Autor: Li P; Department of Burns and Plastic Surgery, Central Hospital Affiliated to Shandong First Medical University (Jinan Central Hospital), No. 105 Jiefang Road, Jinan, Shandong 250013, PR China., Han M; Department of Burns and Plastic Surgery, Central Hospital Affiliated to Shandong First Medical University (Jinan Central Hospital), No. 105 Jiefang Road, Jinan, Shandong 250013, PR China., Wang L; Department of Burns and Plastic Surgery, Central Hospital Affiliated to Shandong First Medical University (Jinan Central Hospital), No. 105 Jiefang Road, Jinan, Shandong 250013, PR China., Gao C; Department of Burns and Plastic Surgery, Central Hospital Affiliated to Shandong First Medical University (Jinan Central Hospital), No. 105 Jiefang Road, Jinan, Shandong 250013, PR China. Electronic address: 15553156228@163.com.
Jazyk: angličtina
Zdroj: Toxicology and applied pharmacology [Toxicol Appl Pharmacol] 2024 Aug; Vol. 489, pp. 117012. Date of Electronic Publication: 2024 Jun 19.

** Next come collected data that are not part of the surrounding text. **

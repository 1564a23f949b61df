//! Console accounts, password hashing and bearer tokens.
//!
//! Passwords are stored as `sha256$<iterations>$<salt>$<hex digest>`. Tokens are
//! opaque random strings kept in the `sessions` table; an access token records
//! the refresh token it was minted from so logout can revoke both.

use chrono::{DateTime, Duration, Utc};
use rusqlite::{Connection, OptionalExtension};
use sha2::{Digest, Sha256};
use uuid::Uuid;

use crate::config::Config;

const HASH_SCHEME: &str = "sha256";
const KIND_ACCESS: &str = "access";
const KIND_REFRESH: &str = "refresh";

#[derive(Debug, Clone, Copy, PartialEq, Eq)]
pub enum Role {
    Admin,
    Teacher,
}

impl Role {
    pub fn parse(s: &str) -> Option<Self> {
        match s {
            "admin" => Some(Self::Admin),
            "teacher" => Some(Self::Teacher),
            _ => None,
        }
    }

    pub fn as_str(self) -> &'static str {
        match self {
            Self::Admin => "admin",
            Self::Teacher => "teacher",
        }
    }

    /// Label shown in the console header.
    pub fn position(self) -> &'static str {
        match self {
            Self::Admin => "Admin",
            Self::Teacher => "Teacher",
        }
    }
}

#[derive(Debug, Clone)]
pub struct User {
    pub id: i64,
    pub username: String,
    pub password_hash: String,
    pub role: Role,
    pub display_name: String,
}

/// The authenticated user behind a request.
#[derive(Debug, Clone)]
pub struct Caller {
    pub user_id: i64,
    pub username: String,
    pub role: Role,
}

#[derive(Debug, Clone)]
pub struct TokenPair {
    pub access: String,
    pub refresh: String,
}

pub fn hash_password(password: &str, iterations: u32) -> String {
    let salt = Uuid::new_v4().simple().to_string();
    let digest = stretch(&salt, password, iterations);
    format!(
        "{}${}${}${}",
        HASH_SCHEME,
        iterations,
        salt,
        hex::encode(digest)
    )
}

pub fn verify_password(password: &str, encoded: &str) -> bool {
    let mut parts = encoded.splitn(4, '$');
    let (Some(scheme), Some(iters), Some(salt), Some(expected)) =
        (parts.next(), parts.next(), parts.next(), parts.next())
    else {
        return false;
    };
    if scheme != HASH_SCHEME {
        return false;
    }
    let Ok(iterations) = iters.parse::<u32>() else {
        return false;
    };
    let Ok(expected) = hex::decode(expected) else {
        return false;
    };
    constant_time_eq(&stretch(salt, password, iterations), &expected)
}

fn stretch(salt: &str, password: &str, iterations: u32) -> Vec<u8> {
    let mut hasher = Sha256::new();
    hasher.update(salt.as_bytes());
    hasher.update(password.as_bytes());
    let mut digest = hasher.finalize();
    for _ in 1..iterations.max(1) {
        let mut hasher = Sha256::new();
        hasher.update(digest);
        hasher.update(password.as_bytes());
        digest = hasher.finalize();
    }
    digest.to_vec()
}

fn constant_time_eq(a: &[u8], b: &[u8]) -> bool {
    if a.len() != b.len() {
        return false;
    }
    a.iter().zip(b).fold(0u8, |acc, (x, y)| acc | (x ^ y)) == 0
}

fn row_to_user(row: &rusqlite::Row<'_>) -> rusqlite::Result<User> {
    let role: String = row.get(3)?;
    Ok(User {
        id: row.get(0)?,
        username: row.get(1)?,
        password_hash: row.get(2)?,
        // Unknown roles are stored only by hand; treat them as the least privileged.
        role: Role::parse(&role).unwrap_or(Role::Teacher),
        display_name: row.get(4)?,
    })
}

pub fn find_user(conn: &Connection, username: &str) -> rusqlite::Result<Option<User>> {
    conn.query_row(
        "SELECT id, username, password_hash, role, display_name FROM users WHERE username = ?",
        [username],
        row_to_user,
    )
    .optional()
}

pub fn get_user(conn: &Connection, id: i64) -> rusqlite::Result<Option<User>> {
    conn.query_row(
        "SELECT id, username, password_hash, role, display_name FROM users WHERE id = ?",
        [id],
        row_to_user,
    )
    .optional()
}

pub fn create_user(
    conn: &Connection,
    username: &str,
    password_hash: &str,
    role: Role,
    display_name: &str,
) -> rusqlite::Result<i64> {
    conn.execute(
        "INSERT INTO users(username, password_hash, role, display_name) VALUES(?, ?, ?, ?)",
        (username, password_hash, role.as_str(), display_name),
    )?;
    Ok(conn.last_insert_rowid())
}

pub fn set_password(conn: &Connection, user_id: i64, password_hash: &str) -> rusqlite::Result<()> {
    conn.execute(
        "UPDATE users SET password_hash = ? WHERE id = ?",
        (password_hash, user_id),
    )?;
    Ok(())
}

/// Creates the configured admin account when the workspace has no admin yet.
pub fn ensure_bootstrap_admin(conn: &Connection, cfg: &Config) -> rusqlite::Result<bool> {
    let Some(admin) = cfg.bootstrap_admin.as_ref() else {
        return Ok(false);
    };
    let existing: i64 = conn.query_row(
        "SELECT COUNT(*) FROM users WHERE role = 'admin'",
        [],
        |r| r.get(0),
    )?;
    if existing > 0 || find_user(conn, &admin.username)?.is_some() {
        return Ok(false);
    }
    let hash = hash_password(&admin.password, cfg.password_iterations);
    create_user(conn, &admin.username, &hash, Role::Admin, &admin.username)?;
    Ok(true)
}

fn new_token() -> String {
    format!(
        "{}{}",
        Uuid::new_v4().simple(),
        Uuid::new_v4().simple()
    )
}

/// A lifetime that cannot be represented yields an already-expired token.
fn expiry(now: DateTime<Utc>, ttl: Option<Duration>) -> DateTime<Utc> {
    ttl.and_then(|d| now.checked_add_signed(d)).unwrap_or(now)
}

fn insert_session(
    conn: &Connection,
    kind: &str,
    user_id: i64,
    parent: Option<&str>,
    expires_at: DateTime<Utc>,
) -> rusqlite::Result<String> {
    let token = new_token();
    conn.execute(
        "INSERT INTO sessions(token, kind, user_id, parent_token, expires_at, revoked)
         VALUES(?, ?, ?, ?, ?, 0)",
        (&token, kind, user_id, parent, expires_at.to_rfc3339()),
    )?;
    Ok(token)
}

pub fn issue_tokens(
    conn: &Connection,
    user_id: i64,
    cfg: &Config,
    now: DateTime<Utc>,
) -> rusqlite::Result<TokenPair> {
    let refresh = insert_session(
        conn,
        KIND_REFRESH,
        user_id,
        None,
        expiry(now, Duration::try_days(cfg.refresh_token_ttl_days)),
    )?;
    let access = insert_session(
        conn,
        KIND_ACCESS,
        user_id,
        Some(&refresh),
        expiry(now, Duration::try_minutes(cfg.access_token_ttl_minutes)),
    )?;
    Ok(TokenPair { access, refresh })
}

/// Returns the owning user id of a live (unrevoked, unexpired) token of `kind`.
fn live_session(
    conn: &Connection,
    token: &str,
    kind: &str,
    now: DateTime<Utc>,
) -> rusqlite::Result<Option<i64>> {
    let row: Option<(i64, String, i64)> = conn
        .query_row(
            "SELECT user_id, expires_at, revoked FROM sessions WHERE token = ? AND kind = ?",
            (token, kind),
            |r| Ok((r.get(0)?, r.get(1)?, r.get(2)?)),
        )
        .optional()?;
    let Some((user_id, expires_at, revoked)) = row else {
        return Ok(None);
    };
    if revoked != 0 {
        return Ok(None);
    }
    let live = DateTime::parse_from_rfc3339(&expires_at)
        .map(|t| t.with_timezone(&Utc) > now)
        .unwrap_or(false);
    Ok(live.then_some(user_id))
}

pub fn resolve_access(
    conn: &Connection,
    token: &str,
    now: DateTime<Utc>,
) -> rusqlite::Result<Option<Caller>> {
    let Some(user_id) = live_session(conn, token, KIND_ACCESS, now)? else {
        return Ok(None);
    };
    Ok(get_user(conn, user_id)?.map(|u| Caller {
        user_id: u.id,
        username: u.username,
        role: u.role,
    }))
}

/// Mints a fresh access token from a live refresh token.
pub fn refresh_access(
    conn: &Connection,
    refresh: &str,
    cfg: &Config,
    now: DateTime<Utc>,
) -> rusqlite::Result<Option<String>> {
    let Some(user_id) = live_session(conn, refresh, KIND_REFRESH, now)? else {
        return Ok(None);
    };
    insert_session(
        conn,
        KIND_ACCESS,
        user_id,
        Some(refresh),
        expiry(now, Duration::try_minutes(cfg.access_token_ttl_minutes)),
    )
    .map(Some)
}

/// Revokes a refresh token and every access token minted from it.
/// Returns false when the token is unknown.
pub fn revoke_refresh(conn: &Connection, refresh: &str) -> rusqlite::Result<bool> {
    let n = conn.execute(
        "UPDATE sessions SET revoked = 1 WHERE token = ? AND kind = ?",
        (refresh, KIND_REFRESH),
    )?;
    if n == 0 {
        return Ok(false);
    }
    conn.execute(
        "UPDATE sessions SET revoked = 1 WHERE parent_token = ?",
        [refresh],
    )?;
    Ok(true)
}

#[cfg(test)]
mod tests {
    use super::*;
    use crate::db;

    #[test]
    fn hash_verifies_only_the_right_password() {
        let h = hash_password("s3cret", 50);
        assert!(h.starts_with("sha256$50$"));
        assert!(verify_password("s3cret", &h));
        assert!(!verify_password("s3cret ", &h));
        assert!(!verify_password("s3cret", "plain-text"));
    }

    #[test]
    fn same_password_gets_distinct_salts() {
        assert_ne!(hash_password("x", 5), hash_password("x", 5));
    }

    #[test]
    fn tokens_expire_and_revoke() {
        let dir = tempfile::tempdir().expect("tempdir");
        let conn = db::open_db(dir.path()).expect("open");
        let cfg = Config::default();
        let uid = create_user(&conn, "kim", &hash_password("pw", 2), Role::Teacher, "Kim")
            .expect("user");
        let now = Utc::now();
        let pair = issue_tokens(&conn, uid, &cfg, now).expect("issue");

        let caller = resolve_access(&conn, &pair.access, now)
            .expect("resolve")
            .expect("live");
        assert_eq!(caller.username, "kim");
        assert_eq!(caller.role, Role::Teacher);

        // Refresh tokens are not accepted as access tokens.
        assert!(resolve_access(&conn, &pair.refresh, now).expect("resolve").is_none());

        let later = now + Duration::minutes(cfg.access_token_ttl_minutes + 1);
        assert!(resolve_access(&conn, &pair.access, later).expect("resolve").is_none());
        let renewed = refresh_access(&conn, &pair.refresh, &cfg, later)
            .expect("refresh")
            .expect("renewed");
        assert!(resolve_access(&conn, &renewed, later).expect("resolve").is_some());

        assert!(revoke_refresh(&conn, &pair.refresh).expect("revoke"));
        assert!(resolve_access(&conn, &renewed, later).expect("resolve").is_none());
        assert!(refresh_access(&conn, &pair.refresh, &cfg, later)
            .expect("refresh")
            .is_none());
        assert!(!revoke_refresh(&conn, "nope").expect("revoke"));
    }

    #[test]
    fn unrepresentable_lifetimes_do_not_panic() {
        let dir = tempfile::tempdir().expect("tempdir");
        let conn = db::open_db(dir.path()).expect("open");
        let cfg = Config {
            access_token_ttl_minutes: i64::MAX,
            refresh_token_ttl_days: i64::MAX,
            ..Config::default()
        };
        let uid = create_user(&conn, "lee", &hash_password("pw", 2), Role::Teacher, "Lee")
            .expect("user");
        let now = Utc::now();
        let pair = issue_tokens(&conn, uid, &cfg, now).expect("issue");
        assert!(resolve_access(&conn, &pair.access, now).expect("resolve").is_none());
        assert!(refresh_access(&conn, &pair.refresh, &cfg, now)
            .expect("refresh")
            .is_none());
    }

    #[test]
    fn bootstrap_admin_is_created_once() {
        let dir = tempfile::tempdir().expect("tempdir");
        let conn = db::open_db(dir.path()).expect("open");
        let cfg = Config {
            bootstrap_admin: Some(crate::config::BootstrapAdmin {
                username: "root".into(),
                password: "pw".into(),
            }),
            password_iterations: 3,
            ..Config::default()
        };
        assert!(ensure_bootstrap_admin(&conn, &cfg).expect("first"));
        assert!(!ensure_bootstrap_admin(&conn, &cfg).expect("second"));
        let u = find_user(&conn, "root").expect("find").expect("exists");
        assert_eq!(u.role, Role::Admin);
        assert!(verify_password("pw", &u.password_hash));
    }
}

DOI: 10.1016/j.taap.2024.117012
Abstrakt: Keloid formation has been linked to abnormal fibroblast function, such as excessive proliferation and extracellular matrix (ECM) production. Serum deprivation protein response (SDPR) is a crucial regulator of cellular function under diverse pathological conditions, yet its role in keloid formation remains unknown. The current work investigated the function of SDPR in regulating the proliferation, motility, and ECM production of keloid fibroblasts (KFs), as well as to decipher the mechanisms involved. Analysis of RNA sequencing data from the GEO database demonstrated significant down-regulation of SDPR in KF compared to normal fibroblasts (NFs). This down-regulation was also observed in clinical keloid specimens and isolated KFs. Overexpression of SDPR suppressed the proliferation, motility, and ECM production of KFs, while depletion of SDPR exacerbated the enhancing impact of TGF-β1 on the proliferation, motility, and ECM production of NFs. Mechanistic studies revealed that SDPR overexpression repressed TGF-β/Smad signal cascade activation in KFs along with decreased levels of phosphorylated Samd2/3, while SDPR depletion exacerbated TGF-β/Smad activation in TGF-β1-stimulated NFs. SDPR overexpression also repressed ERK1/2 activation in KFs, while SDPR depletion exacerbated ERK1/2 activation in TGF-β1-stimulated NFs. Inhibition of ERK1/2 abolished SDPR-depletion-induced TGF-β1/Smad activation, cell proliferation, motility, and ECM production in NFs. In conclusion, SDPR represses the proliferation, motility, and ECM production in KFs by blocking the TGF-β1/Smad pathway in an ERK1/2-dependent manner. The findings highlight the role of SDPR in regulating abnormal behaviors of fibroblasts associated with keloid formation and suggest it as a potential target for anti-keloid therapy development.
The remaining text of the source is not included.